--- RECORDS FOR THE EXERCISE ---

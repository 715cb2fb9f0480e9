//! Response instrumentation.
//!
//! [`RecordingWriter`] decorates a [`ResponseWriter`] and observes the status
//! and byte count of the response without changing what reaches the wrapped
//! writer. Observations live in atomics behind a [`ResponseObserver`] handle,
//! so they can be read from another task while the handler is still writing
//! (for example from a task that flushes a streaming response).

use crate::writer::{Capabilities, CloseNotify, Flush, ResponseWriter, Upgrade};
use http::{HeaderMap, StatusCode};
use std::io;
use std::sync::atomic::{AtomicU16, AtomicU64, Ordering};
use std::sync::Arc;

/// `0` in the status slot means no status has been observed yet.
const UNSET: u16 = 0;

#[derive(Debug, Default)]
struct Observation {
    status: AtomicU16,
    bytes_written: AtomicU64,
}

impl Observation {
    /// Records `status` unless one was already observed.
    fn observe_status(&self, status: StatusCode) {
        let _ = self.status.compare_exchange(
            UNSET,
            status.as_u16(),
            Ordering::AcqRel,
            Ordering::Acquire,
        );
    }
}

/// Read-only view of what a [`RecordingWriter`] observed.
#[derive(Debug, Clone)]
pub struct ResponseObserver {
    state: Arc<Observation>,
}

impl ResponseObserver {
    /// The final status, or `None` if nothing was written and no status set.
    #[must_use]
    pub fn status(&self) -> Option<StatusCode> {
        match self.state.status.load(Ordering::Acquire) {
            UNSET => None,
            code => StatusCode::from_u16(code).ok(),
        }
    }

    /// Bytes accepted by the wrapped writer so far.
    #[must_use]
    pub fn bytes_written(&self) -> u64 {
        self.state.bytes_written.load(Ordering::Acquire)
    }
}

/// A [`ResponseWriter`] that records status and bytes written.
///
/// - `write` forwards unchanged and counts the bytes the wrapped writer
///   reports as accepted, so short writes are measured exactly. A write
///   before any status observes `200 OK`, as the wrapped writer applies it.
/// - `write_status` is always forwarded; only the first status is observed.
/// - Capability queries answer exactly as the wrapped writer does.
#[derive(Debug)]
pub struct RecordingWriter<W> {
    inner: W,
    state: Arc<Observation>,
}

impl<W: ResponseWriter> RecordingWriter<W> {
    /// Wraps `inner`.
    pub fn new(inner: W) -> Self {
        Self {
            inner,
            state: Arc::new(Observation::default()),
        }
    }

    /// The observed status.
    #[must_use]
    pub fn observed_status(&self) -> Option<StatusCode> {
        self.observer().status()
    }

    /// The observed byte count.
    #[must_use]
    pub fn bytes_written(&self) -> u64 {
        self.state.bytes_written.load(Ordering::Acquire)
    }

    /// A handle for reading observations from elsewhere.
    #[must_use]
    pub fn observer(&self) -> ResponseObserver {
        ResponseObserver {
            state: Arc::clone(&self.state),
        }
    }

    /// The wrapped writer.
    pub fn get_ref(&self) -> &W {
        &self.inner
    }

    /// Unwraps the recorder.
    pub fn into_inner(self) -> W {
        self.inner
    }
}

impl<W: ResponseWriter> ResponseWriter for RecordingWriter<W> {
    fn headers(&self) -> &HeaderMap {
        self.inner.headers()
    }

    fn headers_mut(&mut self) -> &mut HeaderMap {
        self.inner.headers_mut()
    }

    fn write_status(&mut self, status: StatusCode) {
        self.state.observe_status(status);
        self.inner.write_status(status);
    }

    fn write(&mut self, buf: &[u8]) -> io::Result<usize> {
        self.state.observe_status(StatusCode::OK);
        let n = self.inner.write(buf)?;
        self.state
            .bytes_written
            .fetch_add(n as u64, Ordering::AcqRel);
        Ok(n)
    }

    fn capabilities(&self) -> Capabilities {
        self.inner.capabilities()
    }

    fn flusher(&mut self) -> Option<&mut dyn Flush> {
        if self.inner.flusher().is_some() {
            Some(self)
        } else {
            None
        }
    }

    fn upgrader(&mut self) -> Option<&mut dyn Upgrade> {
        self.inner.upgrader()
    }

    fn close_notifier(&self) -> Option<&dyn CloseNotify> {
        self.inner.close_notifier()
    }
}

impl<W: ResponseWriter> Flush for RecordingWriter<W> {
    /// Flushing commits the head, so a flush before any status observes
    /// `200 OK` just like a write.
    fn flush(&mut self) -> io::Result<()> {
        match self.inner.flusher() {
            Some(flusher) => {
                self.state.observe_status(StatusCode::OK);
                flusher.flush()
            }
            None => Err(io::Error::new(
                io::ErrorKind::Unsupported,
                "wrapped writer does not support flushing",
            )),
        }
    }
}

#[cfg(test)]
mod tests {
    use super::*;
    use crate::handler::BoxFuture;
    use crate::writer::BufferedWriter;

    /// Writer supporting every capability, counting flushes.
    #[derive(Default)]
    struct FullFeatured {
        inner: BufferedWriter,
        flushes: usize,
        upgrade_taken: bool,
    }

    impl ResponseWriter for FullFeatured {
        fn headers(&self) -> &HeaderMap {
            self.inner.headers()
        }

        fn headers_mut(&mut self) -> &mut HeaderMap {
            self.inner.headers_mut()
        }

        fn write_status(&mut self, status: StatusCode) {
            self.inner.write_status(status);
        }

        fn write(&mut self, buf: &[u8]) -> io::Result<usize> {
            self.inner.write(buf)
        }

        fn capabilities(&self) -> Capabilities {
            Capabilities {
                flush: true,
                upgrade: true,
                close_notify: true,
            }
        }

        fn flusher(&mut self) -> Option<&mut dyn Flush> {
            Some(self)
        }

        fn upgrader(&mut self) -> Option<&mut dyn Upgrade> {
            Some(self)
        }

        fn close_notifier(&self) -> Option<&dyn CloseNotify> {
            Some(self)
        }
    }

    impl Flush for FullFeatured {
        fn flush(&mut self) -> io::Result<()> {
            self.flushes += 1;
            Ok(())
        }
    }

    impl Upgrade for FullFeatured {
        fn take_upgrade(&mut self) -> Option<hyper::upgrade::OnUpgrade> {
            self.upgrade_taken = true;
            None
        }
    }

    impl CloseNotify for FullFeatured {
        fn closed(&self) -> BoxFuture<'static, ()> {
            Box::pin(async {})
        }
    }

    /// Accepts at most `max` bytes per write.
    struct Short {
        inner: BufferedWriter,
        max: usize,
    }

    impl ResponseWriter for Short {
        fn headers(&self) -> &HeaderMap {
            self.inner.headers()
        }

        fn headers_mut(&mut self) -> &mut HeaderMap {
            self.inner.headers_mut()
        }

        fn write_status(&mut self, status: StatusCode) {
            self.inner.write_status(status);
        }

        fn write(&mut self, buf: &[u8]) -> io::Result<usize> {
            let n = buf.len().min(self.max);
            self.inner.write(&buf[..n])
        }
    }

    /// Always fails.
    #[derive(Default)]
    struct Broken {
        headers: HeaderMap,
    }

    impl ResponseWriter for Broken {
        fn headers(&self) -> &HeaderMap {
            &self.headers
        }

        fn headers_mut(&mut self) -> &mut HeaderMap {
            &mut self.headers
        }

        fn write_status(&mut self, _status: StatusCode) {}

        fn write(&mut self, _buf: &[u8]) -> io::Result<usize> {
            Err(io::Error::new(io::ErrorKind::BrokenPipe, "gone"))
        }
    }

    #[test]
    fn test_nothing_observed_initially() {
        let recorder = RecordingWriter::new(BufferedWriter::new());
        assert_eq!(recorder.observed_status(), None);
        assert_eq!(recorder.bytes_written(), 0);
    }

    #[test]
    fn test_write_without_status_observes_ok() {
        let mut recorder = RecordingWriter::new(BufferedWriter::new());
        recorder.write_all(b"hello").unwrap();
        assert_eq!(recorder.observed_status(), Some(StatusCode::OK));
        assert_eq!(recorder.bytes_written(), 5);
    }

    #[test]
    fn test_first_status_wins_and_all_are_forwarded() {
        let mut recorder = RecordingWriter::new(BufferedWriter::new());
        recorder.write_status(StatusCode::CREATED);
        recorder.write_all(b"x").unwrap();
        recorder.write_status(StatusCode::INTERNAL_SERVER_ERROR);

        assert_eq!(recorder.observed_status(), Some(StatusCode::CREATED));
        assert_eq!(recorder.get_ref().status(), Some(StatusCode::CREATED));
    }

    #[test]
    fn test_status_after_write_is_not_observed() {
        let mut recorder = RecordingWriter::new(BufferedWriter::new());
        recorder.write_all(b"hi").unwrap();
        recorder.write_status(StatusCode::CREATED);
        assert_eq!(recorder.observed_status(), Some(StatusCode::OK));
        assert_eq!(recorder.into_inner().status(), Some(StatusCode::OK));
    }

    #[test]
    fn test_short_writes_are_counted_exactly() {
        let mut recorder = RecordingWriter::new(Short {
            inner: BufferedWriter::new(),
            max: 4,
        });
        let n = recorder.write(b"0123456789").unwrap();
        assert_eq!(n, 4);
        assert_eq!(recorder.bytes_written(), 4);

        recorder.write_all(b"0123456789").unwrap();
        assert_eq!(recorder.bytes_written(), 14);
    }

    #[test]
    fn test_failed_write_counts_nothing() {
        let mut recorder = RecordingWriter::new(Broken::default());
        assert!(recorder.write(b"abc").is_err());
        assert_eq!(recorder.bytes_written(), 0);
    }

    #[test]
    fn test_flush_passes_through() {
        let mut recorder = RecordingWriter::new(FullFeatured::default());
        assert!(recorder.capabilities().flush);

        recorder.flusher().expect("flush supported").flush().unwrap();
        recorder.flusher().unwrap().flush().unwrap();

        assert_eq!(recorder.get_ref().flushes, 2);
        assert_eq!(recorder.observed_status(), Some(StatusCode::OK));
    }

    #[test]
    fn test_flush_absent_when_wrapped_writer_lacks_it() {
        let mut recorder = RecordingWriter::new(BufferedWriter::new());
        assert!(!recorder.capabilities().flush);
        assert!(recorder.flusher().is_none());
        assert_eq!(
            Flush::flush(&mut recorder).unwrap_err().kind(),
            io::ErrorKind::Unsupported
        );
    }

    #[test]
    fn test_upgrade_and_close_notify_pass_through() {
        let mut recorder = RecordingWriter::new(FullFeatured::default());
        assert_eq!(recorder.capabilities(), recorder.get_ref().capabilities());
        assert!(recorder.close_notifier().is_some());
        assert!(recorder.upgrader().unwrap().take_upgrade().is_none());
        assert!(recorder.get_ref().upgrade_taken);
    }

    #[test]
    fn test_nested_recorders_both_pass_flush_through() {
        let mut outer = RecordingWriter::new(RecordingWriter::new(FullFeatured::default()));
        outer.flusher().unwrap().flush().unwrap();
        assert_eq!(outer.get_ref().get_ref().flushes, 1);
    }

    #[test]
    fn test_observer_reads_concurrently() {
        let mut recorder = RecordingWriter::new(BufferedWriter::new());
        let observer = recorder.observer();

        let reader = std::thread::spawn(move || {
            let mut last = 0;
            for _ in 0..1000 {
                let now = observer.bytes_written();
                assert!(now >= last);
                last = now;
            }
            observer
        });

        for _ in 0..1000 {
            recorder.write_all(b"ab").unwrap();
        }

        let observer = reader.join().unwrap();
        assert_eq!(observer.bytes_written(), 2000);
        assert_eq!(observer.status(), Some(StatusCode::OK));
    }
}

---

**YOUR ASSIGNMENT**
Exact reproduction is required: output the lines from the start of the entries above through the line with "exactly. A write".

**EXERCISE RESPONSE**
repository 715cb2fb9f0480e9
//! Response instrumentation.
//!
//! [`RecordingWriter`] decorates a [`ResponseWriter`] and observes the status
//! and byte count of the response without changing what reaches the wrapped
//! writer. Observations live in atomics behind a [`ResponseObserver`] handle,
//! so they can be read from another task while the handler is still writing
//! (for example from a task that flushes a streaming response).

use crate::writer::{Capabilities, CloseNotify, Flush, ResponseWriter, Upgrade};
use http::{HeaderMap, StatusCode};
use std::io;
use std::sync::atomic::{AtomicU16, AtomicU64, Ordering};
use std::sync::Arc;

/// `0` in the status slot means no status has been observed yet.
const UNSET: u16 = 0;

#[derive(Debug, Default)]
struct Observation {
    status: AtomicU16,
    bytes_written: AtomicU64,
}

impl Observation {
    /// Records `status` unless one was already observed.
    fn observe_status(&self, status: StatusCode) {
        let _ = self.status.compare_exchange(
            UNSET,
            status.as_u16(),
            Ordering::AcqRel,
            Ordering::Acquire,
        );
    }
}

/// Read-only view of what a [`RecordingWriter`] observed.
#[derive(Debug, Clone)]
pub struct ResponseObserver {
    state: Arc<Observation>,
}

impl ResponseObserver {
    /// The final status, or `None` if nothing was written and no status set.
    #[must_use]
    pub fn status(&self) -> Option<StatusCode> {
        match self.state.status.load(Ordering::Acquire) {
            UNSET => None,
            code => StatusCode::from_u16(code).ok(),
        }
    }

    /// Bytes accepted by the wrapped writer so far.
    #[must_use]
    pub fn bytes_written(&self) -> u64 {
        self.state.bytes_written.load(Ordering::Acquire)
    }
}

/// A [`ResponseWriter`] that records status and bytes written.
///
/// - `write` forwards unchanged and counts the bytes the wrapped writer
///   reports as accepted, so short writes are measured exactly. A write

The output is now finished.